139 – Inference and Variance Estimation with Complex Survey Data
Data Entrepreneurs' Synthetic PUF: A Working PUF as an Alternative to Traditional Synthetic and Nonsynthetic PUFs
Joshua M. Borton
NORC at the University of Chicago
Tzy-Chyi Yu
NORC at the University of Chicago
A. M. Crego
NORC at the University of Chicago
Avi Singh
NORC at the University of Chicago
Micheal Dalvern
NORC at the University of Chicago
E. Hair
NORC at the University of Chicago
The nature of Medicare Claims data makes usual methods of creating synthetic or nonsynthetic PUFs infeasible due to data complexity, numerous identifying variables (IVs), and difficulty in computing disclosure risk under an assumed intruder IV knowledge as it may increase over time.

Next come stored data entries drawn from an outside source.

//! Console Event Sink
//!
//! Human-readable progress: summary and progress on stdout, violations and
//! failures on stderr. Captured tool output is shown for failures, and for
//! successful stages when verbose.

use std::io::{self, Write};
use std::sync::Mutex;

use crossterm::style::Stylize;

use crate::domain::ports::{DeploymentSummary, RollbackEvent, RollbackEventSink, ToolOutput};
use crate::domain::value_objects::Stage;

#[derive(Debug, Clone, Copy, PartialEq, Eq)]
enum Tone {
    Success,
    Error,
    Warning,
    Info,
    Dim,
}

/// Event sink that renders progress for a terminal
pub struct ConsoleEventSink {
    out: Mutex<Box<dyn Write + Send>>,
    err: Mutex<Box<dyn Write + Send>>,
    color: bool,
    unicode: bool,
    verbose: u8,
}

impl ConsoleEventSink {
    /// Sink writing to the process stdout/stderr
    pub fn new(color: bool, unicode: bool, verbose: u8) -> Self {
        Self::with_writers(io::stdout(), io::stderr(), color, unicode, verbose)
    }

    /// Sink writing to custom writers (for testing)
    pub fn with_writers<O, E>(out: O, err: E, color: bool, unicode: bool, verbose: u8) -> Self
    where
        O: Write + Send + 'static,
        E: Write + Send + 'static,
    {
        Self {
            out: Mutex::new(Box::new(out)),
            err: Mutex::new(Box::new(err)),
            color,
            unicode,
            verbose,
        }
    }

    fn paint(&self, text: &str, tone: Tone) -> String {
        paint(text, tone, self.color)
    }

    fn icon(&self, tone: Tone) -> String {
        icon(tone, self.color, self.unicode)
    }

    fn stdout(&self, text: &str) {
        if let Ok(mut out) = self.out.lock() {
            let _ = writeln!(out, "{}", text);
            let _ = out.flush();
        }
    }

    fn stderr(&self, text: &str) {
        if let Ok(mut err) = self.err.lock() {
            let _ = writeln!(err, "{}", text);
            let _ = err.flush();
        }
    }

    fn summary(&self, summary: &DeploymentSummary) -> String {
        let post_command = summary
            .post_command
            .as_deref()
            .unwrap_or("NO COMMAND DEFINED");
        let backup_file = summary.backup_file.display().to_string();
        let rows = [
            ("host", summary.host.as_str()),
            ("path", summary.path.as_str()),
            ("username", summary.username.as_str()),
            ("ssh key", summary.ssh_key.as_str()),
            ("ssh port", summary.ssh_port.as_str()),
            ("backup file", backup_file.as_str()),
            ("post command", post_command),
        ]
        .iter()
        .map(|(label, value)| format!("  {:<14}{}", format!("{}:", label), value))
        .collect::<Vec<_>>();

        format!("Deploy given the arguments\n{}", rows.join("\n"))
    }

    fn captured(&self, output: &ToolOutput) -> Option<String> {
        let text = output.combined();
        if text.is_empty() {
            return None;
        }
        let lines: Vec<String> = text
            .lines()
            .map(|line| format!("    {}", self.paint(line, Tone::Dim)))
            .collect();
        Some(lines.join("\n"))
    }
}

fn paint(text: &str, tone: Tone, color: bool) -> String {
    if !color {
        return text.to_string();
    }
    match tone {
        Tone::Success => text.green().to_string(),
        Tone::Error => text.red().to_string(),
        Tone::Warning => text.yellow().to_string(),
        Tone::Info => text.cyan().to_string(),
        Tone::Dim => text.dark_grey().to_string(),
    }
}

fn icon(tone: Tone, color: bool, unicode: bool) -> String {
    let glyph = match (tone, unicode) {
        (Tone::Success, true) => "✓",
        (Tone::Success, false) => "[OK]",
        (Tone::Error, true) => "✗",
        (Tone::Error, false) => "[FAIL]",
        (Tone::Warning, true) => "⚠",
        (Tone::Warning, false) => "[WARN]",
        (Tone::Info, true) => "●",
        (Tone::Info, false) => "[..]",
        (Tone::Dim, true) => "↳",
        (Tone::Dim, false) => "->",
    };
    paint(glyph, tone, color)
}

fn succeeded_label(stage: Stage) -> &'static str {
    match stage {
        Stage::Validation => "Arguments validated",
        Stage::Workspace => "Workspace ready",
        Stage::Extraction => "Backup extracted",
        Stage::Sync => "Rsync executed successfully",
        Stage::PostCommand => "Post command executed successfully",
    }
}

impl RollbackEventSink for ConsoleEventSink {
    fn on_event(&self, event: RollbackEvent) {
        match event {
            RollbackEvent::Started { summary } => self.stdout(&self.summary(&summary)),

            RollbackEvent::ViolationFound { violation } => {
                self.stderr(&format!("{} {}", self.icon(Tone::Error), violation));
            }

            RollbackEvent::PortResolved { port, defaulted } => {
                if defaulted {
                    self.stdout(&format!("Using default port {}", port));
                } else {
                    self.stdout(&format!("Using port {}", port));
                }
            }

            RollbackEvent::StateChanged { from, to } => {
                if self.verbose >= 2 {
                    self.stdout(&self.paint(&format!("{} -> {}", from, to), Tone::Dim));
                }
            }

            RollbackEvent::WorkspaceReady { path } => {
                self.stdout(&format!(
                    "{} workspace {}",
                    self.icon(Tone::Dim),
                    path.display()
                ));
            }

            RollbackEvent::StageStarted { stage, detail } => {
                self.stdout(&format!(
                    "{} {}: {}",
                    self.icon(Tone::Info),
                    stage,
                    detail
                ));
            }

            RollbackEvent::StageSucceeded { stage, output } => {
                self.stdout(&format!(
                    "{} {}",
                    self.icon(Tone::Success),
                    succeeded_label(stage)
                ));
                if self.verbose >= 1 {
                    if let Some(captured) = self.captured(&output) {
                        self.stdout(&captured);
                    }
                }
            }

            RollbackEvent::PostCommandSkipped => {
                self.stdout(&format!(
                    "{} no post command defined, ending deploy",
                    self.icon(Tone::Dim)
                ));
            }

            RollbackEvent::Failed { message, .. } => {
                self.stderr(&format!(
                    "{} {}",
                    self.icon(Tone::Error),
                    self.paint(&message, Tone::Error)
                ));
            }

            RollbackEvent::Completed { .. } => {
                self.stdout(&format!(
                    "{} {}",
                    self.icon(Tone::Success),
                    self.paint("DONE", Tone::Success)
                ));
            }
        }
    }

    fn wants_detailed_events(&self) -> bool {
        self.verbose >= 2
    }
}

/// Render an unknown-key warning the way the console sink styles lines
pub fn warning_line(text: &str, color: bool, unicode: bool) -> String {
    format!(
        "{} {}",
        icon(Tone::Warning, color, unicode),
        paint(text, Tone::Warning, color)
    )
}
//! Rollback Options
//!
//! Invocation inputs for the rollback use case.

use std::path::PathBuf;

/// Options for the rollback use case
#[derive(Debug, Clone)]
pub struct RollbackOptions {
    /// Backup archive to redeploy (checked by the validator)
    pub backup_file: PathBuf,
}

impl RollbackOptions {
    pub fn new(backup_file: impl Into<PathBuf>) -> Self {
        Self {
            backup_file: backup_file.into(),
        }
    }
}
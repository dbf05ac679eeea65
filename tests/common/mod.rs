//! Common test utilities for Rollback CLI tests.
//!
//! Provides `TestEnv`: an isolated temp directory holding the config file,
//! the backup archive, the workspace root and (on unix) fake `tar`, `rsync`
//! and `ssh` executables that record their arguments instead of touching a
//! network.

#![allow(dead_code)]

use std::fs;
use std::path::{Path, PathBuf};
use std::process::Command;

use tempfile::TempDir;

/// Result of running the rollback binary
#[derive(Debug)]
pub struct TestResult {
    pub exit_code: i32,
    pub stdout: String,
    pub stderr: String,
}

impl TestResult {
    pub fn is_success(&self) -> bool {
        self.exit_code == 0
    }

    /// Combine stdout and stderr
    pub fn combined_output(&self) -> String {
        format!("{}\n{}", self.stdout, self.stderr)
    }

    /// stdout parsed as NDJSON
    pub fn events(&self) -> Vec<serde_json::Value> {
        self.stdout
            .lines()
            .filter(|l| !l.trim().is_empty())
            .map(|l| serde_json::from_str(l).expect("stdout line is not JSON"))
            .collect()
    }
}

/// Isolated environment for one CLI invocation
pub struct TestEnv {
    pub dir: TempDir,
    env: Vec<(String, String)>,
}

impl TestEnv {
    pub fn new() -> Self {
        let dir = tempfile::tempdir().unwrap();
        fs::create_dir_all(dir.path().join("workspaces")).unwrap();
        Self {
            dir,
            env: Vec::new(),
        }
    }

    pub fn path(&self, relative: &str) -> PathBuf {
        self.dir.path().join(relative)
    }

    /// Directory passed as `--workspace-root`
    pub fn workspace_root(&self) -> PathBuf {
        self.path("workspaces")
    }

    /// Workspaces created so far
    pub fn workspaces(&self) -> Vec<PathBuf> {
        let mut dirs: Vec<PathBuf> = fs::read_dir(self.workspace_root())
            .unwrap()
            .flatten()
            .map(|e| e.path())
            .collect();
        dirs.sort();
        dirs
    }

    pub fn write_config(&self, json: &str) -> PathBuf {
        let path = self.path("deploy.json");
        fs::write(&path, json).unwrap();
        path
    }

    /// A file standing in for the backup archive (fake tar never reads it)
    pub fn write_backup(&self) -> PathBuf {
        let path = self.path("app-backup.tar.gz");
        fs::write(&path, b"not really gzip").unwrap();
        path
    }

    pub fn set_env(&mut self, key: &str, value: &str) {
        self.env.push((key.to_string(), value.to_string()));
    }

    /// Run with `--workspace-root` pointing into this environment
    pub fn run(&self, args: &[&str]) -> TestResult {
        let root = self.workspace_root();
        let mut full: Vec<&str> = args.to_vec();
        full.push("--workspace-root");
        full.push(root.to_str().unwrap());
        self.run_raw(&full)
    }

    /// Run with exactly `args`
    pub fn run_raw(&self, args: &[&str]) -> TestResult {
        let mut cmd = Command::new(env!("CARGO_BIN_EXE_rollback"));
        cmd.current_dir(self.dir.path())
            .args(args)
            .env("NO_COLOR", "1")
            .env_remove("ROLLBACK_WORKSPACE_ROOT")
            .env_remove("GITHUB_ACTIONS");
        for (key, value) in &self.env {
            cmd.env(key, value);
        }

        let output = cmd.output().unwrap();
        TestResult {
            exit_code: output.status.code().unwrap_or(-1),
            stdout: String::from_utf8_lossy(&output.stdout).to_string(),
            stderr: String::from_utf8_lossy(&output.stderr).to_string(),
        }
    }
}

/// Config with every required key, pointing at an unreachable host
pub fn valid_config(extra: &str) -> String {
    format!(
        r#"{{
  "host": "app.example.invalid",
  "path": "/srv/app",
  "username": "deploy",
  "ssh-key": "/keys/id_ed25519"{extra}
}}"#
    )
}

#[cfg(unix)]
pub mod fake_tools {
    use super::*;
    use std::os::unix::fs::PermissionsExt;

    /// Install fake `tar`, `rsync` and `ssh` that append `<name> <args>` to
    /// `tools.log` and exit with `FAKE_<NAME>_EXIT` (default 0).
    pub fn install(env: &mut TestEnv) -> PathBuf {
        let bin = env.path("fake-bin");
        fs::create_dir_all(&bin).unwrap();
        let log = env.path("tools.log");

        for (name, var) in [
            ("tar", "FAKE_TAR_EXIT"),
            ("rsync", "FAKE_RSYNC_EXIT"),
            ("ssh", "FAKE_SSH_EXIT"),
        ] {
            let script = format!(
                "#!/bin/sh\nprintf '%s\\n' \"{name} $*\" >> \"$FAKE_TOOL_LOG\"\necho \"{name} output\"\nexit ${{{var}:-0}}\n"
            );
            let path = bin.join(name);
            fs::write(&path, script).unwrap();
            fs::set_permissions(&path, fs::Permissions::from_mode(0o755)).unwrap();
        }

        let path = std::env::var("PATH").unwrap_or_default();
        env.set_env("PATH", &format!("{}:{}", bin.display(), path));
        env.set_env("FAKE_TOOL_LOG", log.to_str().unwrap());
        log
    }

    /// Recorded invocations, one per line
    pub fn calls(log: &Path) -> Vec<String> {
        fs::read_to_string(log)
            .unwrap_or_default()
            .lines()
            .map(str::to_string)
            .collect()
    }
}
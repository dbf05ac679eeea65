//! Rollback CLI - restore a backup archive onto a remote host
//!
//! Usage: rollback --backup-file <PATH> --config-file <PATH>
//!
//! Extracts the backup into a timestamped workspace, mirrors it to the
//! configured host with rsync over ssh, then runs the optional post command.
//! Exits 0 when every stage completed, 1 otherwise.

mod commands;
mod ui;

use clap::Parser;
use rollback::presentation::Cli;

fn main() {
    let cli = Cli::parse();
    let json = cli.json;

    match commands::deploy::cmd_rollback(cli) {
        Ok(true) => {}
        Ok(false) => std::process::exit(1),
        Err(err) => {
            ui::error::print_error(&err, json);
            std::process::exit(1);
        }
    }
}
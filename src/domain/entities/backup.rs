//! BackupReference entity - the archive a run redeploys

use std::path::{Path, PathBuf};

/// Path to a backup archive that was an existing regular file at
/// validation time
#[derive(Debug, Clone, PartialEq, Eq)]
pub struct BackupReference {
    path: PathBuf,
}

impl BackupReference {
    pub fn new(path: impl Into<PathBuf>) -> Self {
        Self { path: path.into() }
    }

    pub fn path(&self) -> &Path {
        &self.path
    }
}
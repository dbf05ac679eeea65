//! Archive extraction
//!
//! Implements ArchiveExtractor by shelling out to an archive tool.

mod tar;

pub use tar::TarExtractor;
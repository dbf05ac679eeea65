//! JSON Event Sink
//!
//! Outputs rollback events as NDJSON for CI/automation consumption.

use std::io::{self, Write};
use std::sync::Mutex;

use serde_json::json;

use crate::domain::ports::{RollbackEvent, RollbackEventSink, ToolOutput};

/// Event sink that outputs NDJSON events to stdout
pub struct JsonEventSink {
    /// Mutex to ensure thread-safe writes
    writer: Mutex<Box<dyn Write + Send>>,
}

impl JsonEventSink {
    /// Create a new JSON event sink writing to stdout
    pub fn stdout() -> Self {
        Self {
            writer: Mutex::new(Box::new(io::stdout())),
        }
    }

    /// Create a JSON event sink writing to a custom writer (for testing)
    pub fn with_writer<W: Write + Send + 'static>(writer: W) -> Self {
        Self {
            writer: Mutex::new(Box::new(writer)),
        }
    }

    fn write_event(&self, event: serde_json::Value) {
        if let Ok(mut writer) = self.writer.lock() {
            let _ = writeln!(writer, "{}", event);
            let _ = writer.flush();
        }
    }
}

fn output_json(output: &ToolOutput) -> serde_json::Value {
    json!({
        "code": output.code,
        "stdout": output.stdout,
        "stderr": output.stderr,
    })
}

impl RollbackEventSink for JsonEventSink {
    fn on_event(&self, event: RollbackEvent) {
        let json = match event {
            RollbackEvent::Started { summary } => json!({
                "event": "start",
                "command": "rollback",
                "host": summary.host,
                "path": summary.path,
                "username": summary.username,
                "ssh_key": summary.ssh_key,
                "ssh_port": summary.ssh_port,
                "backup_file": summary.backup_file.display().to_string(),
                "post_command": summary.post_command,
            }),

            RollbackEvent::ViolationFound { violation } => json!({
                "event": "violation",
                "command": "rollback",
                "field": violation.field().key(),
                "message": violation.to_string(),
            }),

            RollbackEvent::PortResolved { port, defaulted } => json!({
                "event": "port_resolved",
                "command": "rollback",
                "port": port,
                "defaulted": defaulted,
            }),

            RollbackEvent::StateChanged { from, to } => json!({
                "event": "state",
                "command": "rollback",
                "from": from,
                "to": to,
            }),

            RollbackEvent::WorkspaceReady { path } => json!({
                "event": "workspace",
                "command": "rollback",
                "path": path.display().to_string(),
            }),

            RollbackEvent::StageStarted { stage, detail } => json!({
                "event": "stage_start",
                "command": "rollback",
                "stage": stage,
                "detail": detail,
            }),

            RollbackEvent::StageSucceeded { stage, output } => json!({
                "event": "stage_done",
                "command": "rollback",
                "stage": stage,
                "output": output_json(&output),
            }),

            RollbackEvent::PostCommandSkipped => json!({
                "event": "post_command_skipped",
                "command": "rollback",
            }),

            RollbackEvent::Failed { stage, message } => json!({
                "event": "complete",
                "command": "rollback",
                "status": "failure",
                "stage": stage,
                "message": message,
            }),

            RollbackEvent::Completed { workspace } => json!({
                "event": "complete",
                "command": "rollback",
                "status": "success",
                "workspace": workspace.display().to_string(),
            }),
        };

        self.write_event(json);
    }

    fn wants_detailed_events(&self) -> bool {
        true // JSON mode wants all events
    }
}
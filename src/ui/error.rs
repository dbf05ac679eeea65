use std::path::Path;

use crossterm::style::Stylize;
use rollback::RollbackError;

use crate::ui::ci::{github_actions_annotation, AnnotationLevel};

pub fn format_error(err: &anyhow::Error) -> String {
    let caps = crate::ui::terminal::detect_capabilities();
    format_error_with(err, caps.supports_color, caps.supports_unicode)
}

fn format_error_with(err: &anyhow::Error, supports_color: bool, supports_unicode: bool) -> String {
    let icon = if supports_unicode { "✗" } else { "[ERROR]" };
    let header = if supports_color {
        format!("{} {}", icon.red(), err.to_string().red())
    } else {
        format!("{} {}", icon, err)
    };

    match err.downcast_ref::<RollbackError>().and_then(fix_hint) {
        Some(hint) => format!("{}\n  {}\n", header, hint),
        None => format!("{}\n", header),
    }
}

fn fix_hint(err: &RollbackError) -> Option<&'static str> {
    match err {
        RollbackError::ConfigNotFound { .. } | RollbackError::ConfigNotAFile { .. } => {
            Some("Pass --config-file with the path of a JSON deployment config.")
        }
        RollbackError::ConfigParse { .. } | RollbackError::ConfigNotAnObject { .. } => Some(
            "Expected an object like {\"host\": \"...\", \"path\": \"...\", \"username\": \"...\", \"ssh-key\": \"...\"}.",
        ),
        RollbackError::ConfigRead { .. } => None,
    }
}

fn error_file(err: &RollbackError) -> &Path {
    match err {
        RollbackError::ConfigNotFound { path }
        | RollbackError::ConfigNotAFile { path }
        | RollbackError::ConfigRead { path, .. }
        | RollbackError::ConfigParse { path, .. }
        | RollbackError::ConfigNotAnObject { path, .. } => path,
    }
}

pub fn print_error(err: &anyhow::Error, json: bool) {
    if json {
        let output = serde_json::json!({
            "event": "error",
            "command": "rollback",
            "message": err.to_string(),
        });
        let _ = crate::ui::json::emit(output);
        return;
    }

    let caps = crate::ui::terminal::detect_capabilities();
    if caps.is_github_actions {
        let file = err
            .downcast_ref::<RollbackError>()
            .map(|e| error_file(e).to_string_lossy().to_string());
        println!(
            "{}",
            github_actions_annotation(
                AnnotationLevel::Error,
                &err.to_string(),
                file.as_deref(),
                None,
                Some("Rollback"),
            )
        );
    }

    eprint!("{}", format_error(err));
}
//! Error types for Rollback
//!
//! Uses `thiserror` for library errors. `RollbackError` covers everything that
//! can go wrong before the pipeline starts (argument and config handling);
//! `StageError` is the single terminal failure of a pipeline stage.

use std::path::PathBuf;
use thiserror::Error;

use crate::domain::value_objects::{Stage, Violation};

/// Result type alias for Rollback operations
pub type RollbackResult<T> = Result<T, RollbackError>;

/// Argument and configuration errors
#[derive(Error, Debug)]
pub enum RollbackError {
    /// Config file path does not exist
    #[error("config file not found: {path}")]
    ConfigNotFound { path: PathBuf },

    /// Config file path exists but is not a regular file
    #[error("{path} is not a valid file")]
    ConfigNotAFile { path: PathBuf },

    /// Config file could not be read
    #[error("error reading config file {path}: {source}")]
    ConfigRead {
        path: PathBuf,
        #[source]
        source: std::io::Error,
    },

    /// Config file is not valid JSON
    #[error("invalid JSON in {path}: {message}")]
    ConfigParse { path: PathBuf, message: String },

    /// Config file is valid JSON but not an object
    #[error("{path} must contain a JSON object, found {found}")]
    ConfigNotAnObject { path: PathBuf, found: &'static str },
}

/// Terminal failure of one pipeline stage
#[derive(Error, Debug, Clone, PartialEq, Eq)]
pub enum StageError {
    /// One or more deployment arguments were rejected
    #[error("error in arguments: {}", join_violations(.0))]
    Validation(Vec<Violation>),

    /// Scratch directory could not be created
    #[error("could not create workspace {path}: {message}")]
    Workspace { path: PathBuf, message: String },

    /// Archive extraction failed
    #[error("error extracting {archive}:\n{output}")]
    Extraction { archive: PathBuf, output: String },

    /// Remote mirror transfer failed
    #[error("error running rsync to {destination}:\n{output}")]
    Sync { destination: String, output: String },

    /// Post command exited non-zero (the sync had already completed)
    #[error("sync completed but post command '{command}' failed:\n{output}")]
    PostCommand { command: String, output: String },
}

impl StageError {
    /// The stage that produced this failure
    pub fn stage(&self) -> Stage {
        match self {
            Self::Validation(_) => Stage::Validation,
            Self::Workspace { .. } => Stage::Workspace,
            Self::Extraction { .. } => Stage::Extraction,
            Self::Sync { .. } => Stage::Sync,
            Self::PostCommand { .. } => Stage::PostCommand,
        }
    }
}

fn join_violations(violations: &[Violation]) -> String {
    violations
        .iter()
        .map(|v| v.to_string())
        .collect::<Vec<_>>()
        .join("; ")
}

In view of this, we consider a two-prong strategy: creating a working PUF with high confidentiality at the cost of analytic utility, coupled with DUA-based microdata access for testing applicability of procedures developed for the working PUF and for final analysis. The working PUF or data entrepreneurs' synthetic PUF (DE-SynPUF) has high pseudo analytic utility because it retains the real data structure, and is useful to data entrepreneurs for application development and researchers for training. DE-SynPUF was created by treating claims individually, with no explicit preservation of intra-claim relationships. Moreover, all claims were subject to ad-hoc treatment to reduce risk as measured by IV driven k-anonymization. An application of DE-SynPUF to 2008-10 claims data is presented.